No, mezcal and tequila are made in different ways. Mezcal can be made from different agave species and has a more traditional method, while tequila is made explicitly from blue agave  using modern techniques. Also, is mezcal stronger than tequila?
Is mezcal made with worms?
No, mezcal is not made with worms. The traditional practice of placing a worm in the bottle is more associated with some types of tequila rather than mezcal .
Is mezcal only made in Oaxaca?
Mezcal isn’t only made in Oaxaca.
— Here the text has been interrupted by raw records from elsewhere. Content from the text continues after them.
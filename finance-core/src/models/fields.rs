//! Identifiers for the four numeric inputs of each calculator screen.

use std::fmt;

use serde::{Deserialize, Serialize};

/// A numeric input on one of the calculator screens.
///
/// Every calculator has exactly four fields. [`InputField::ALL`] lists them
/// in the order the solver checks for a blank one.
pub trait InputField: Copy + Eq + fmt::Debug + fmt::Display + Send + Sync + 'static {
    const ALL: [Self; 4];

    /// Key under which the raw field text is persisted.
    fn storage_key(self) -> &'static str;

    /// Human readable label.
    fn label(self) -> &'static str;

    /// Short lowercase name accepted by the terminal front end.
    fn command_name(self) -> &'static str;

    fn from_command_name(name: &str) -> Option<Self> {
        let name = name.trim().to_ascii_lowercase();
        Self::ALL.into_iter().find(|f| f.command_name() == name)
    }

    /// Position of the field within [`InputField::ALL`].
    fn index(self) -> usize {
        Self::ALL
            .iter()
            .position(|f| *f == self)
            .unwrap_or_default()
    }
}

#[derive(Debug, Clone, Copy, PartialEq, Eq, Hash, Serialize, Deserialize)]
pub enum CompoundField {
    PresentValue,
    FutureValue,
    InterestRate,
    NoOfPayments,
}

impl InputField for CompoundField {
    const ALL: [Self; 4] = [
        Self::PresentValue,
        Self::FutureValue,
        Self::InterestRate,
        Self::NoOfPayments,
    ];

    fn storage_key(self) -> &'static str {
        match self {
            Self::PresentValue => "compound_present",
            Self::FutureValue => "compound_future",
            Self::InterestRate => "compound_interest",
            Self::NoOfPayments => "compound_noOfPayment",
        }
    }

    fn label(self) -> &'static str {
        match self {
            Self::PresentValue => "Present Value",
            Self::FutureValue => "Future Value",
            Self::InterestRate => "Interest Rate",
            Self::NoOfPayments => "No. of Payments",
        }
    }

    fn command_name(self) -> &'static str {
        match self {
            Self::PresentValue => "present",
            Self::FutureValue => "future",
            Self::InterestRate => "rate",
            Self::NoOfPayments => "payments",
        }
    }
}

impl fmt::Display for CompoundField {
    fn fmt(
        &self,
        f: &mut fmt::Formatter<'_>,
    ) -> fmt::Result {
        f.write_str(self.label())
    }
}

#[derive(Debug, Clone, Copy, PartialEq, Eq, Hash, Serialize, Deserialize)]
pub enum MortgageField {
    Amount,
    InterestRate,
    NoOfPayments,
    Payment,
}

impl InputField for MortgageField {
    const ALL: [Self; 4] = [
        Self::Amount,
        Self::InterestRate,
        Self::NoOfPayments,
        Self::Payment,
    ];

    fn storage_key(self) -> &'static str {
        match self {
            Self::Amount => "mortgage_amount",
            Self::InterestRate => "mortgage_interest_rate",
            Self::NoOfPayments => "mortgage_noOfPayments",
            Self::Payment => "mortgage_payment",
        }
    }

    fn label(self) -> &'static str {
        match self {
            Self::Amount => "Mortgage Amount",
            Self::InterestRate => "Interest Rate",
            Self::NoOfPayments => "No. of Payments",
            Self::Payment => "Payment",
        }
    }

    fn command_name(self) -> &'static str {
        match self {
            Self::Amount => "amount",
            Self::InterestRate => "rate",
            Self::NoOfPayments => "payments",
            Self::Payment => "payment",
        }
    }
}

impl fmt::Display for MortgageField {
    fn fmt(
        &self,
        f: &mut fmt::Formatter<'_>,
    ) -> fmt::Result {
        f.write_str(self.label())
    }
}

#[cfg(test)]
mod tests {
    use pretty_assertions::assert_eq;

    use super::*;

    #[test]
    fn compound_storage_keys_match_persisted_layout() {
        let keys: Vec<_> = CompoundField::ALL.iter().map(|f| f.storage_key()).collect();

        assert_eq!(
            keys,
            vec![
                "compound_present",
                "compound_future",
                "compound_interest",
                "compound_noOfPayment"
            ]
        );
    }

    #[test]
    fn mortgage_storage_keys_match_persisted_layout() {
        let keys: Vec<_> = MortgageField::ALL.iter().map(|f| f.storage_key()).collect();

        assert_eq!(
            keys,
            vec![
                "mortgage_amount",
                "mortgage_interest_rate",
                "mortgage_noOfPayments",
                "mortgage_payment"
            ]
        );
    }

    #[test]
    fn from_command_name_is_case_insensitive() {
        assert_eq!(
            CompoundField::from_command_name("Rate"),
            Some(CompoundField::InterestRate)
        );
        assert_eq!(
            MortgageField::from_command_name(" payment "),
            Some(MortgageField::Payment)
        );
        assert_eq!(MortgageField::from_command_name("present"), None);
    }

    #[test]
    fn index_follows_declaration_order() {
        assert_eq!(CompoundField::PresentValue.index(), 0);
        assert_eq!(CompoundField::NoOfPayments.index(), 3);
        assert_eq!(MortgageField::Payment.index(), 3);
    }
}
use serde::{Deserialize, Serialize};

use super::CompoundField;

/// Last known state of the compound interest screen.
#[derive(Debug, Clone, Default, PartialEq, Serialize, Deserialize)]
pub struct CompoundInterest {
    pub present_value: f64,
    pub future_value: f64,
    /// Nominal annual rate, in percent.
    pub interest_rate: f64,
    /// Term in years; compounding is monthly.
    pub no_of_payments: f64,

    /// Saved summaries, oldest first.
    pub history: Vec<String>,
}

impl CompoundInterest {
    pub fn get(
        &self,
        field: CompoundField,
    ) -> f64 {
        match field {
            CompoundField::PresentValue => self.present_value,
            CompoundField::FutureValue => self.future_value,
            CompoundField::InterestRate => self.interest_rate,
            CompoundField::NoOfPayments => self.no_of_payments,
        }
    }

    pub fn set(
        &mut self,
        field: CompoundField,
        value: f64,
    ) {
        match field {
            CompoundField::PresentValue => self.present_value = value,
            CompoundField::FutureValue => self.future_value = value,
            CompoundField::InterestRate => self.interest_rate = value,
            CompoundField::NoOfPayments => self.no_of_payments = value,
        }
    }
}
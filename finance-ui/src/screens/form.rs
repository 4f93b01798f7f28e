//! The four keypad-driven text fields shared by every calculator screen.

use std::fmt;
use std::sync::Arc;

use finance_core::keypad::{Key, KeypadState, Transition};
use finance_core::models::InputField;
use finance_core::history::append_entry;
use finance_core::{KeyValueStore, SaveError, Solution, StoreError};
use thiserror::Error;
use tracing::{debug, trace};

use crate::utils::{parse_optional_number, with_caret};

/// Why a save did not complete.
#[derive(Debug, Error)]
pub enum ScreenError {
    /// The fields were not ready to be saved; shown to the user.
    #[error(transparent)]
    Save(#[from] SaveError),

    /// The history list could not be written.
    #[error(transparent)]
    Store(#[from] StoreError),
}

/// A successfully saved history entry.
#[derive(Debug, Clone, PartialEq, Eq)]
pub struct SaveOutcome {
    pub entry: String,
    /// Length of the history list after the save.
    pub entries: usize,
}

/// Field texts, the focused field and the store they are written to.
///
/// Every field is persisted on its own key whenever the user edits it.
/// Programmatic writes ([`Form::clear`], [`Form::write_result`]) stay in
/// memory.
pub struct Form<F: InputField> {
    fields: [KeypadState; 4],
    focused: Option<F>,
    store: Arc<dyn KeyValueStore>,
}

impl<F: InputField> Form<F> {
    /// Restores each field from its own key; a missing key leaves the field
    /// blank.
    pub async fn load(store: Arc<dyn KeyValueStore>) -> Result<Self, StoreError> {
        let mut fields: [KeypadState; 4] = Default::default();
        for field in F::ALL {
            if let Some(text) = store.get_string(field.storage_key()).await? {
                fields[field.index()] = KeypadState::at_end(text);
            }
        }

        Ok(Self {
            fields,
            focused: None,
            store,
        })
    }

    pub fn text(
        &self,
        field: F,
    ) -> &str {
        self.fields[field.index()].buffer()
    }

    /// Texts of all fields, in [`InputField::ALL`] order.
    pub fn texts(&self) -> [&str; 4] {
        F::ALL.map(|field| self.text(field))
    }

    pub fn state(
        &self,
        field: F,
    ) -> &KeypadState {
        &self.fields[field.index()]
    }

    pub fn focused(&self) -> Option<F> {
        self.focused
    }

    /// Routes subsequent key presses to `field`.
    pub fn focus(
        &mut self,
        field: F,
    ) {
        debug!(field = %field, "focus");
        self.focused = Some(field);
    }

    /// Applies a key press to the focused field. Returns whether the field
    /// value changed; a change is written to the field's key.
    pub async fn press(
        &mut self,
        key: Key,
    ) -> Result<bool, StoreError> {
        let Some(field) = self.focused else {
            trace!(%key, "no focused field, key ignored");
            return Ok(false);
        };

        let slot = &mut self.fields[field.index()];
        let Transition { state, changed } = slot.apply(key);
        *slot = state;

        if changed {
            self.persist(field).await?;
        }
        Ok(changed)
    }

    /// Replaces the text of `field` as a direct user edit. The cursor moves
    /// to the end and the text is persisted.
    pub async fn set_text(
        &mut self,
        field: F,
        text: &str,
    ) -> Result<(), StoreError> {
        self.fields[field.index()] = KeypadState::at_end(text);
        self.persist(field).await
    }

    /// Writes a computed value into `field` without persisting it.
    pub fn write_result(
        &mut self,
        field: F,
        text: String,
    ) {
        self.fields[field.index()] = KeypadState::at_end(text);
    }

    /// Blanks every field in memory. Persisted values are left alone.
    pub fn clear(&mut self) {
        self.fields = Default::default();
    }

    async fn persist(
        &self,
        field: F,
    ) -> Result<(), StoreError> {
        let text = self.text(field);
        debug!(key = field.storage_key(), text, "field edited");
        self.store.set_string(field.storage_key(), text).await
    }

    /// Fields whose text parses as a number, for seeding the model.
    pub(crate) fn numbers(&self) -> impl Iterator<Item = (F, f64)> + '_ {
        F::ALL
            .into_iter()
            .filter_map(|field| parse_optional_number(self.text(field)).map(|value| (field, value)))
    }

    /// Writes the rounded solution into its field and returns the value of
    /// every field, with `known` supplying the ones the user entered.
    pub(crate) fn write_solution(
        &mut self,
        solution: &Solution<F>,
        known: impl Fn(F) -> Option<f64>,
    ) -> [(F, f64); 4] {
        self.write_result(solution.field, solution.display_value());
        F::ALL.map(|field| (field, known(field).unwrap_or(solution.value)))
    }

    /// Reads a history list; a missing key is an empty history.
    pub(crate) async fn load_history(
        &self,
        key: &str,
    ) -> Result<Vec<String>, StoreError> {
        Ok(self.store.get_string_list(key).await?.unwrap_or_default())
    }

    /// Stores `history` with `entry` appended under `key`. `history` is only
    /// extended once the store accepted the new list.
    pub(crate) async fn append_history(
        &self,
        key: &str,
        history: &mut Vec<String>,
        entry: String,
    ) -> Result<SaveOutcome, StoreError> {
        let mut updated = history.clone();
        append_entry(&mut updated, entry.clone());
        self.store.set_string_list(key, &updated).await?;
        *history = updated;

        Ok(SaveOutcome {
            entry,
            entries: history.len(),
        })
    }
}

impl<F: InputField> fmt::Display for Form<F> {
    fn fmt(
        &self,
        f: &mut fmt::Formatter<'_>,
    ) -> fmt::Result {
        for field in F::ALL {
            let state = self.state(field);
            if self.focused == Some(field) {
                writeln!(
                    f,
                    "> {:<16} {}",
                    field.label(),
                    with_caret(state.buffer(), state.cursor())
                )?;
            } else {
                writeln!(f, "  {:<16} {}", field.label(), state.buffer())?;
            }
        }
        Ok(())
    }
}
It can also be produced in several other states in Mexico, such as Guerrero, Durango, San Luis Potosí, Zacatecas, Michoacan, Tamaulipas, Guanajuato, and Puebla.
However, Oaxaca remains the heartland of mezcal production and is known for the highest quality and variety of mezcal.
On A Final Note
The art of mezcal-making involves a rich blend of tradition, craftsmanship, and respect for the agave plant. The unique and diverse flavors we find in this traditional spirit are thanks to how it is made, with each step contributing to the final spirit – from harvesting the piñas to fermentation and distillation.
Adhering to strict regulations, mezcal makers ensure the authenticity and quality of this treasured beverage, making it a symbol of Mexico’s rich cultural heritage while delighting enthusiasts like us worldwide.